Two years had passed. In all that time, my daughter hadn’t written a single word. She’d erased me from her life. And soon, I’ll be seventy.
Everyone in the neighbourhood knows my neighbour, Margaret Hampton. She’s sixty-eight, living alone. Sometimes I drop by with something for tea—just to be neighbourly. She’s kind, refined, always smiling, loves talking about the places she traveled to with her late husband. But about family? She rarely speaks. Then, just before the holidays, as I came by with treats as usual, she suddenly opened up. And for the first time, I heard a story that still chills my heart.
When I stepped into her flat, Margaret wasn’t herself. Normally lively, that evening she sat silent, staring at nothing. I didn’t press her, just made the tea, set out biscuits, and sat quietly beside her. For a long while, she said nothing, as if wrestling with herself. Then, finally, she exhaled.
“It’s been two years… Not a call. Not a card. Not a text. I tried ringing—the number doesn’t exist anymore. I don’t even know where she lives now.”
She paused. It was as though decades flickered behind her eyes. Then, like a dam breaking, she spoke.
“We were happy. Robert and I married young but waited to have children—we wanted time for ourselves first. His job let us travel. We laughed often, loved our home, built it together. He made us a nest—a spacious three-bed in central Manchester. His life’s dream.”
“When our daughter, Emily, was born, Robert bloomed all over again. He carried her in his arms, read her stories, spent every spare moment with her. Watching them, I thought myself the luckiest woman alive. But ten years ago, Robert left us. He was ill for so long—we fought it, spent every penny we had. And then… silence. Emptiness. Like part of my heart had been torn out.”
“After her father died, Emily drifted away. Rented a flat, wanted independence. I didn’t object—she was grown, it was her life. She visited, we talked, things seemed normal. Then, two years ago, she came to me and said outright she wanted a mortgage, to buy her own place.”

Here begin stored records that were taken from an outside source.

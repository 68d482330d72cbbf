use async_trait::async_trait;
use serde::{Deserialize, Serialize};
use std::sync::Arc;

/// What happened, as seen by whoever receives the notification.
#[derive(Debug, Clone, Copy, PartialEq, Eq, Serialize, Deserialize)]
#[serde(rename_all = "snake_case")]
pub enum NotificationKind {
    SignalDetected,
    OrderPlaced,
    PositionOpened,
    PositionClosed,
    OrderCancelled,
    UnfilledOrder,
    Error,
}

impl NotificationKind {
    pub fn as_str(&self) -> &'static str {
        match self {
            NotificationKind::SignalDetected => "signal_detected",
            NotificationKind::OrderPlaced => "order_placed",
            NotificationKind::PositionOpened => "position_opened",
            NotificationKind::PositionClosed => "position_closed",
            NotificationKind::OrderCancelled => "order_cancelled",
            NotificationKind::UnfilledOrder => "unfilled_order",
            NotificationKind::Error => "error",
        }
    }

    fn color(&self) -> u32 {
        match self {
            NotificationKind::SignalDetected => 0x0099ff,
            NotificationKind::OrderPlaced | NotificationKind::PositionOpened => 0x00ff00,
            NotificationKind::PositionClosed => 0xffcc00,
            NotificationKind::OrderCancelled | NotificationKind::UnfilledOrder => 0xff6600,
            NotificationKind::Error => 0xff0000,
        }
    }
}

/// A notification to be dispatched.
#[derive(Debug, Clone, Serialize, Deserialize)]
pub struct Notification {
    pub kind: NotificationKind,
    pub message: String,
    pub symbol: Option<String>,
    pub user_id: Option<i64>,
    /// Should stay visible until the user dismisses it
    pub persistent: bool,
    pub timestamp: chrono::DateTime<chrono::Utc>,
}

impl Notification {
    pub fn new(kind: NotificationKind, message: impl Into<String>) -> Self {
        Self {
            kind,
            message: message.into(),
            symbol: None,
            user_id: None,
            persistent: false,
            timestamp: chrono::Utc::now(),
        }
    }

    pub fn for_symbol(mut self, symbol: impl Into<String>) -> Self {
        self.symbol = Some(symbol.into());
        self
    }

    pub fn for_user(mut self, user_id: i64) -> Self {
        self.user_id = Some(user_id);
        self
    }

    pub fn persistent(mut self) -> Self {
        self.persistent = true;
        self
    }

    fn title(&self) -> String {
        match &self.symbol {
            Some(symbol) => format!("{} · {}", self.kind.as_str(), symbol),
            None => self.kind.as_str().to_string(),
        }
    }
}

/// Trait for notification channels.
#[async_trait]
pub trait NotificationChannel: Send + Sync {
    async fn send(&self, notification: &Notification) -> Result<(), NotificationError>;
    fn name(&self) -> &str;
}

/// Errors from the notification system.
#[derive(Debug, thiserror::Error)]
pub enum NotificationError {
    #[error("Discord webhook error: {0}")]
    Discord(String),
    #[error("Configuration error: {0}")]
    Config(String),
}

/// Configuration for the notification service.
#[derive(Debug, Clone, Default)]
pub struct NotificationConfig {
    pub discord_webhook_url: Option<String>,
    /// Also write every notification to the log
    pub log_notifications: bool,
}

impl NotificationConfig {
    /// Load from environment variables.
    pub fn from_env() -> Self {
        Self {
            discord_webhook_url: std::env::var("DISCORD_WEBHOOK_URL")
                .ok()
                .filter(|s| !s.is_empty()),
            log_notifications: std::env::var("LOG_NOTIFICATIONS")
                .map(|v| v != "false" && v != "0")
                .unwrap_or(true),
        }
    }
}

/// Dispatches notifications to all configured channels. Delivery failures are
/// logged and never returned to the caller.
#[derive(Clone)]
pub struct NotificationService {
    channels: Arc<Vec<Box<dyn NotificationChannel>>>,
}

impl NotificationService {
    pub fn new(config: &NotificationConfig) -> Self {
        let mut channels: Vec<Box<dyn NotificationChannel>> = Vec::new();

        if config.log_notifications {
            channels.push(Box::new(LogNotifier));
        }

        // Add Discord webhook channel if configured
        if let Some(ref webhook_url) = config.discord_webhook_url {
            match DiscordWebhookNotifier::new(webhook_url.clone()) {
                Ok(notifier) => {
                    channels.push(Box::new(notifier));
                    tracing::info!("Discord webhook notifications enabled");
                }
                Err(e) => tracing::warn!("Failed to initialize Discord notifier: {}", e),
            }
        }

        if channels.is_empty() {
            tracing::info!("No notification channels configured (set DISCORD_WEBHOOK_URL)");
        }

        Self::with_channels(channels)
    }

    pub fn with_channels(channels: Vec<Box<dyn NotificationChannel>>) -> Self {
        Self {
            channels: Arc::new(channels),
        }
    }

    /// A service with no channels; every notification is dropped.
    pub fn disabled() -> Self {
        Self::with_channels(Vec::new())
    }

    pub fn channel_count(&self) -> usize {
        self.channels.len()
    }

    /// Send to all configured channels (fire-and-forget via tokio::spawn).
    pub fn notify(&self, notification: Notification) {
        if self.channels.is_empty() {
            return;
        }
        let service = self.clone();
        tokio::spawn(async move {
            service.notify_async(&notification).await;
        });
    }

    /// Send to all channels, awaiting completion.
    pub async fn notify_async(&self, notification: &Notification) {
        for channel in self.channels.iter() {
            match channel.send(notification).await {
                Ok(()) => tracing::debug!("Sent notification via {}", channel.name()),
                Err(e) => {
                    tracing::warn!("Failed to send notification via {}: {}", channel.name(), e)
                }
            }
        }
    }
}

/// Writes notifications to the tracing log.
pub struct LogNotifier;

#[async_trait]
impl NotificationChannel for LogNotifier {
    async fn send(&self, notification: &Notification) -> Result<(), NotificationError> {
        tracing::info!(
            kind = notification.kind.as_str(),
            symbol = notification.symbol.as_deref().unwrap_or("-"),
            user_id = notification.user_id.unwrap_or_default(),
            persistent = notification.persistent,
            "{}",
            notification.message
        );
        Ok(())
    }

    fn name(&self) -> &str {
        "log"
    }
}

/// Discord webhook notifier.
pub struct DiscordWebhookNotifier {
    webhook_url: String,
    client: reqwest::Client,
}

impl DiscordWebhookNotifier {
    pub fn new(webhook_url: String) -> Result<Self, NotificationError> {
        if !webhook_url.starts_with("https://") && !webhook_url.starts_with("http://") {
            return Err(NotificationError::Config(format!(
                "webhook URL must be http(s): {}",
                webhook_url
            )));
        }
        let client = reqwest::Client::builder()
            .timeout(std::time::Duration::from_secs(10))
            .build()
            .map_err(|e| NotificationError::Config(e.to_string()))?;
        Ok(Self { webhook_url, client })
    }

    fn payload(notification: &Notification) -> serde_json::Value {
        let mut fields = Vec::new();
        if let Some(symbol) = &notification.symbol {
            fields.push(serde_json::json!({ "name": "Symbol", "value": symbol, "inline": true }));
        }
        if let Some(user_id) = notification.user_id {
            fields.push(serde_json::json!({ "name": "User", "value": user_id.to_string(), "inline": true }));
        }

        serde_json::json!({
            "embeds": [{
                "title": notification.title(),
                "description": notification.message,
                "color": notification.kind.color(),
                "fields": fields,
                "timestamp": notification.timestamp.to_rfc3339(),
            }]
        })
    }
}

#[async_trait]
impl NotificationChannel for DiscordWebhookNotifier {
    async fn send(&self, notification: &Notification) -> Result<(), NotificationError> {
        let response = self
            .client
            .post(&self.webhook_url)
            .json(&Self::payload(notification))
            .send()
            .await
            .map_err(|e| NotificationError::Discord(e.to_string()))?;

        if !response.status().is_success() {
            return Err(NotificationError::Discord(format!(
                "webhook returned {}",
                response.status()
            )));
        }

        Ok(())
    }

    fn name(&self) -> &str {
        "discord-webhook"
    }
}

#[cfg(test)]
mod tests {
    use super::*;
    use std::sync::Mutex;

    struct Recording(Arc<Mutex<Vec<Notification>>>);

    #[async_trait]
    impl NotificationChannel for Recording {
        async fn send(&self, notification: &Notification) -> Result<(), NotificationError> {
            self.0.lock().unwrap().push(notification.clone());
            Ok(())
        }

        fn name(&self) -> &str {
            "recording"
        }
    }

    struct Failing;

    #[async_trait]
    impl NotificationChannel for Failing {
        async fn send(&self, _: &Notification) -> Result<(), NotificationError> {
            Err(NotificationError::Discord("offline".to_string()))
        }

        fn name(&self) -> &str {
            "failing"
        }
    }

    #[tokio::test]
    async fn failing_channel_does_not_block_others() {
        let seen = Arc::new(Mutex::new(Vec::new()));
        let service = NotificationService::with_channels(vec![
            Box::new(Failing),
            Box::new(Recording(seen.clone())),
        ]);

        let n = Notification::new(NotificationKind::UnfilledOrder, "order not filled")
            .for_symbol("AAPL")
            .for_user(7)
            .persistent();
        service.notify_async(&n).await;

        let seen = seen.lock().unwrap();
        assert_eq!(seen.len(), 1);
        assert_eq!(seen[0].symbol.as_deref(), Some("AAPL"));
        assert_eq!(seen[0].user_id, Some(7));
        assert!(seen[0].persistent);
    }

    #[test]
    fn discord_payload_has_fields() {
        let n = Notification::new(NotificationKind::PositionOpened, "filled").for_symbol("MSFT");
        let payload = DiscordWebhookNotifier::payload(&n);
        assert_eq!(payload["embeds"][0]["title"], "position_opened · MSFT");
        assert_eq!(payload["embeds"][0]["fields"][0]["value"], "MSFT");
    }

    #[test]
    fn webhook_url_must_be_http() {
        assert!(DiscordWebhookNotifier::new("not a url".to_string()).is_err());
        assert!(DiscordWebhookNotifier::new("https://discord.com/api/webhooks/1/x".to_string()).is_ok());
    }

    #[test]
    fn config_without_webhook_logs_only() {
        let service = NotificationService::new(&NotificationConfig {
            discord_webhook_url: None,
            log_notifications: true,
        });
        assert_eq!(service.channel_count(), 1);
        assert_eq!(NotificationService::disabled().channel_count(), 0);
    }
}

“I sighed and told her I couldn’t help. The savings Robert and I put aside were nearly gone—most spent on his treatment. My pension barely covers bills and medicine. Then she suggested… selling the flat. Said we could get me a one-bed somewhere on the outskirts, and the rest would go toward her deposit.”
“I couldn’t agree. It wasn’t about money—it was memory. Those walls, every corner—Robert built them with his own hands. All my happiness, my life, lived there. How could I give it up? She shouted that her father had done it all for her, that the flat would be hers anyway, that I was selfish. I tried to explain—I just wanted her to come back someday, to remember us here… But she wouldn’t hear it.”
“That day, she slammed the door and left. Since then—nothing. No calls, no visits, not even at Christmas. Later, a mutual friend told me she’d taken the mortgage and now worked herself ragged—two jobs, always rushing. No family, no children. Even her closest friends say they haven’t seen her in months.”
“And me? I just… wait. Every day, I glance at the phone, hoping it rings. But it never does. And now I can’t even reach her—she must have changed her number. Maybe she doesn’t want to see me. Doesn’t want to hear me. Thinks I failed her by not giving in. But I’m nearly seventy. I don’t know how much longer I’ll last in this flat, how many evenings I’ll spend by the window, waiting. And I don’t know what I did to hurt her so badly.”